# TASK STATEMENT:
Copy every line of the records below that holds the word "ports".

Saved data entries:
<<<<

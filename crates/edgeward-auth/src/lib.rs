//! Credentials and enrollment keys for edge agents

pub mod credentials;
pub mod edge_key;

pub use credentials::{CredentialError, CredentialIssuer, TunnelClaims, TunnelCredentials};
pub use edge_key::{server_fingerprint, EdgeKey};
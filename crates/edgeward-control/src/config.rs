//! Control plane configuration

use std::time::Duration;

/// Inclusive range of listener ports handed out to tunnels
#[derive(Debug, Clone, Copy, PartialEq, Eq)]
pub struct PortRange {
    pub start: u16,
    pub end: u16,
}

impl PortRange {
    pub fn range(start: u16, end: u16) -> Self {
        Self { start, end }
    }

    pub fn contains(&self, port: u16) -> bool {
        port >= self.start && port <= self.end
    }

    /// Number of ports in the range
    pub fn size(&self) -> usize {
        usize::from(self.end - self.start) + 1
    }
}

impl std::str::FromStr for PortRange {
    type Err = String;

    fn from_str(s: &str) -> Result<Self, Self::Err> {
        let (start, end) = s
            .split_once('-')
            .ok_or_else(|| format!("Expected START-END, got '{}'", s))?;
        let start = start
            .trim()
            .parse::<u16>()
            .map_err(|e| format!("Invalid start port: {}", e))?;
        let end = end
            .trim()
            .parse::<u16>()
            .map_err(|e| format!("Invalid end port: {}", e))?;
        if start > end {
            return Err(format!("Start port {} > end port {}", start, end));
        }
        Ok(PortRange::range(start, end))
    }
}

#[derive(Debug, Clone)]
pub struct ControlConfig {
    /// How long an active tunnel survives without activity
    pub keep_alive: Duration,
    /// How often expired tunnels are demoted to idle
    pub sweep_interval: Duration,
    /// Listener ports available to tunnels
    pub port_range: PortRange,
    /// Lifetime of issued tunnel credentials
    pub credential_validity: Duration,
}

impl Default for ControlConfig {
    fn default() -> Self {
        Self {
            keep_alive: Duration::from_secs(300),
            sweep_interval: Duration::from_secs(10),
            port_range: PortRange::range(49152, 65535),
            credential_validity: Duration::from_secs(3600),
        }
    }
}

#[cfg(test)]
mod tests {
    use super::*;

    #[test]
    fn test_parse_port_range() {
        let range: PortRange = "8000-8010".parse().unwrap();
        assert_eq!(range, PortRange::range(8000, 8010));
        assert_eq!(range.size(), 11);
        assert!(range.contains(8000));
        assert!(range.contains(8010));
        assert!(!range.contains(8011));
    }

    #[test]
    fn test_parse_port_range_errors() {
        assert!("8000".parse::<PortRange>().is_err());
        assert!("9000-8000".parse::<PortRange>().is_err());
        assert!("a-b".parse::<PortRange>().is_err());
    }
}
//! Environment records and identifiers

use serde::{Deserialize, Serialize};
use std::fmt;
use thiserror::Error;

/// Numeric environment identifier
///
/// `EnvironmentId::UNASSIGNED` (0) marks a record the store has not numbered yet.
#[derive(Debug, Clone, Copy, PartialEq, Eq, Hash, PartialOrd, Ord, Serialize, Deserialize)]
#[serde(transparent)]
pub struct EnvironmentId(pub i32);

impl EnvironmentId {
    pub const UNASSIGNED: EnvironmentId = EnvironmentId(0);

    pub fn is_assigned(&self) -> bool {
        self.0 != 0
    }
}

impl fmt::Display for EnvironmentId {
    fn fmt(&self, f: &mut fmt::Formatter<'_>) -> fmt::Result {
        write!(f, "{}", self.0)
    }
}

impl From<i32> for EnvironmentId {
    fn from(value: i32) -> Self {
        EnvironmentId(value)
    }
}

#[derive(Debug, Error, PartialEq)]
#[error("invalid {kind} value: {value}")]
pub struct ParseEnumError {
    pub kind: &'static str,
    pub value: i32,
}

/// Kind of target an environment points at
#[derive(Debug, Clone, Copy, PartialEq, Eq, Serialize, Deserialize)]
pub enum EnvironmentType {
    Docker,
    AgentOnDocker,
    Azure,
    EdgeAgentOnDocker,
    KubernetesLocal,
    AgentOnKubernetes,
    EdgeAgentOnKubernetes,
}

impl EnvironmentType {
    pub fn code(&self) -> i32 {
        match self {
            EnvironmentType::Docker => 1,
            EnvironmentType::AgentOnDocker => 2,
            EnvironmentType::Azure => 3,
            EnvironmentType::EdgeAgentOnDocker => 4,
            EnvironmentType::KubernetesLocal => 5,
            EnvironmentType::AgentOnKubernetes => 6,
            EnvironmentType::EdgeAgentOnKubernetes => 7,
        }
    }

    /// Whether agents of this kind poll inward and need a reverse tunnel
    pub fn is_edge(&self) -> bool {
        matches!(
            self,
            EnvironmentType::EdgeAgentOnDocker | EnvironmentType::EdgeAgentOnKubernetes
        )
    }
}

impl TryFrom<i32> for EnvironmentType {
    type Error = ParseEnumError;

    fn try_from(value: i32) -> Result<Self, Self::Error> {
        match value {
            1 => Ok(EnvironmentType::Docker),
            2 => Ok(EnvironmentType::AgentOnDocker),
            3 => Ok(EnvironmentType::Azure),
            4 => Ok(EnvironmentType::EdgeAgentOnDocker),
            5 => Ok(EnvironmentType::KubernetesLocal),
            6 => Ok(EnvironmentType::AgentOnKubernetes),
            7 => Ok(EnvironmentType::EdgeAgentOnKubernetes),
            value => Err(ParseEnumError {
                kind: "environment type",
                value,
            }),
        }
    }
}

#[derive(Debug, Clone, Copy, PartialEq, Eq, Default, Serialize, Deserialize)]
pub enum EnvironmentStatus {
    #[default]
    Up,
    Down,
}

impl EnvironmentStatus {
    pub fn code(&self) -> i32 {
        match self {
            EnvironmentStatus::Up => 1,
            EnvironmentStatus::Down => 2,
        }
    }
}

impl TryFrom<i32> for EnvironmentStatus {
    type Error = ParseEnumError;

    fn try_from(value: i32) -> Result<Self, Self::Error> {
        match value {
            1 => Ok(EnvironmentStatus::Up),
            2 => Ok(EnvironmentStatus::Down),
            value => Err(ParseEnumError {
                kind: "environment status",
                value,
            }),
        }
    }
}

/// Platform and version reported by the agent on check-in
#[derive(Debug, Clone, Default, PartialEq, Eq, Serialize, Deserialize)]
pub struct AgentMetadata {
    pub platform: String, // e.g., "linux", "windows"
    pub version: String,
}

/// Polling cadence of an agent running in async mode (seconds)
#[derive(Debug, Clone, Default, PartialEq, Eq, Serialize, Deserialize)]
pub struct EdgeSettings {
    pub async_mode: bool,
    pub ping_interval: u32,
    pub snapshot_interval: u32,
    pub command_interval: u32,
}

/// A registered remote Docker/Kubernetes target
#[derive(Debug, Clone, PartialEq, Serialize, Deserialize)]
pub struct Environment {
    pub id: EnvironmentId,
    pub name: String,
    pub kind: EnvironmentType,
    /// URL or IP address of the host associated to this environment
    pub url: String,
    /// URL or IP address where exposed containers will be reachable
    pub public_url: String,
    pub group_id: i32,
    pub status: EnvironmentStatus,
    /// Identifier of the edge agent, assigned once at enrollment
    #[serde(default, skip_serializing_if = "Option::is_none")]
    pub edge_id: Option<String>,
    /// Key used to map the agent to this server
    pub edge_key: String,
    /// Check-in interval for the edge agent in seconds (0 = server default)
    pub edge_checkin_interval: u32,
    /// Unix seconds of the last observed check-in
    pub last_check_in_date: i64,
    pub agent: AgentMetadata,
    pub edge: EdgeSettings,
    pub is_edge_device: bool,
    pub user_trusted: bool,
}

impl Environment {
    /// Create a fresh, unnumbered record with default fields
    pub fn new(name: impl Into<String>, kind: EnvironmentType) -> Self {
        Self {
            id: EnvironmentId::UNASSIGNED,
            name: name.into(),
            kind,
            url: String::new(),
            public_url: String::new(),
            group_id: 1,
            status: EnvironmentStatus::Up,
            edge_id: None,
            edge_key: String::new(),
            edge_checkin_interval: 0,
            last_check_in_date: 0,
            agent: AgentMetadata::default(),
            edge: EdgeSettings::default(),
            is_edge_device: false,
            user_trusted: false,
        }
    }

    pub fn with_id(mut self, id: impl Into<EnvironmentId>) -> Self {
        self.id = id.into();
        self
    }

    pub fn with_edge_id(mut self, edge_id: impl Into<String>) -> Self {
        self.edge_id = Some(edge_id.into());
        self
    }

    pub fn with_url(mut self, url: impl Into<String>) -> Self {
        self.url = url.into();
        self
    }

    /// Edge ID if present and non-empty
    pub fn edge_id(&self) -> Option<&str> {
        self.edge_id.as_deref().filter(|id| !id.is_empty())
    }

    /// Collapse an empty edge ID into `None`
    pub fn normalize(mut self) -> Self {
        if self.edge_id.as_deref().is_some_and(str::is_empty) {
            self.edge_id = None;
        }
        self
    }
}

#[cfg(test)]
mod tests {
    use super::*;

    #[test]
    fn test_environment_type_codes() {
        for code in 1..=7 {
            let kind = EnvironmentType::try_from(code).unwrap();
            assert_eq!(kind.code(), code);
        }
        assert!(EnvironmentType::try_from(0).is_err());
        assert!(EnvironmentType::try_from(8).is_err());
    }

    #[test]
    fn test_edge_kinds() {
        assert!(EnvironmentType::EdgeAgentOnDocker.is_edge());
        assert!(EnvironmentType::EdgeAgentOnKubernetes.is_edge());
        assert!(!EnvironmentType::AgentOnDocker.is_edge());
    }

    #[test]
    fn test_empty_edge_id_is_normalized() {
        let env = Environment::new("local", EnvironmentType::Docker)
            .with_edge_id("")
            .normalize();
        assert_eq!(env.edge_id, None);
        assert_eq!(env.edge_id(), None);

        let env = Environment::new("edge", EnvironmentType::EdgeAgentOnDocker).with_edge_id("e1");
        assert_eq!(env.edge_id(), Some("e1"));
    }

    #[test]
    fn test_environment_json_omits_missing_edge_id() {
        let env = Environment::new("local", EnvironmentType::Docker).with_id(3);
        let json = serde_json::to_value(&env).unwrap();
        assert_eq!(json["id"], 3);
        assert!(json.get("edge_id").is_none());
    }
}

>>>>

# ANSWER AREA:
/// Inclusive range of listener ports handed out to tunnels
    /// Number of ports in the range
    /// Listener ports available to tunnels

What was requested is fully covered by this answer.